◆ **Supplied material**
>>>>>

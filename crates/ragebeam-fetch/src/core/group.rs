use std::collections::BTreeMap;

use crate::data::{Link, Os};

/// Sort links lexicographically by their full URL.
pub fn sort_links(mut links: Vec<Link>) -> Vec<Link> {
    links.sort();
    links
}

/// Partition links by the OS segment of their URL.
///
/// Links are stably ordered by OS key before the contiguous runs are
/// collected, so every key appears once no matter how the input is ordered.
/// Within a group, links keep their input order.
pub fn group_by_os(links: &[Link], prefix: &str) -> BTreeMap<String, Vec<Link>> {
    let mut keyed: Vec<(&str, &Link)> = links.iter().map(|l| (l.os_id(prefix), l)).collect();
    keyed.sort_by(|a, b| a.0.cmp(b.0));

    let mut groups: BTreeMap<String, Vec<Link>> = BTreeMap::new();
    for (key, link) in keyed {
        groups.entry(key.to_string()).or_default().push(link.clone());
    }
    groups
}

/// Sorted installer links scraped from the download page.
#[derive(Debug, Clone, PartialEq, Eq)]
pub struct Catalog {
    prefix: String,
    links: Vec<Link>,
}

impl Catalog {
    pub fn new(prefix: impl Into<String>, links: Vec<Link>) -> Self {
        Self {
            prefix: prefix.into(),
            links: sort_links(links),
        }
    }

    pub fn links(&self) -> &[Link] {
        &self.links
    }

    pub fn into_links(self) -> Vec<Link> {
        self.links
    }

    pub fn grouped(&self) -> BTreeMap<String, Vec<Link>> {
        tracing::debug!("grouping links by OS");
        group_by_os(&self.links, &self.prefix)
    }

    /// Links published for `os`, `None` when the page lists none.
    pub fn for_os(&self, os: Os) -> Option<Vec<Link>> {
        self.grouped().remove(os.as_str())
    }
}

<<<<<

◆ **Brief**
For each record above, print an exact copy.

◆ **Task result**
filename crates/ragebeam-fetch/src/core/group.rs
use std::collections::BTreeMap;

use crate::data::{Link, Os};

/// Sort links lexicographically by their full URL.
pub fn sort_links(mut links: Vec<Link>) -> Vec<Link> {
    links.sort();
    links
}

/// Partition links by the OS segment of their URL.
///
/// Links are stably ordered by OS key before the contiguous runs are
/// collected, so every key appears once no matter how the input is ordered.
/// Within a group, links keep their input order.
pub fn group_by_os(links: &[Link], prefix: &str) -> BTreeMap<String, Vec<Link>> {
    let mut keyed: Vec<(&str, &Link)> = links.iter().map(|l| (l.os_id(prefix), l)).collect();
    keyed.sort_by(|a, b| a.0.cmp(b.0));

    let mut groups: BTreeMap<String, Vec<Link>> = BTreeMap::new();
    for (key, link) in keyed {
        groups.entry(key.to_string()).or_default().push(link.clone());
    }
    groups
}

/// Sorted installer links scraped from the download page.
#[derive(Debug, Clone, PartialEq, Eq)]
pub struct Catalog {
    prefix: String,
    links: Vec<Link>,
}

impl Catalog {
    pub fn new(prefix: impl Into<String>, links: Vec<Link>) -> Self {
        Self {
            prefix: prefix.into(),
            links: sort_links(links),
        }
    }

    pub fn links(&self) -> &[Link] {
        &self.links
    }

    pub fn into_links(self) -> Vec<Link> {
        self.links
    }

    pub fn grouped(&self) -> BTreeMap<String, Vec<Link>> {
        tracing::debug!("grouping links by OS");
        group_by_os(&self.links, &self.prefix)
    }

    /// Links published for `os`, `None` when the page lists none.
    pub fn for_os(&self, os: Os) -> Option<Vec<Link>> {
        self.grouped().remove(os.as_str())
    }
}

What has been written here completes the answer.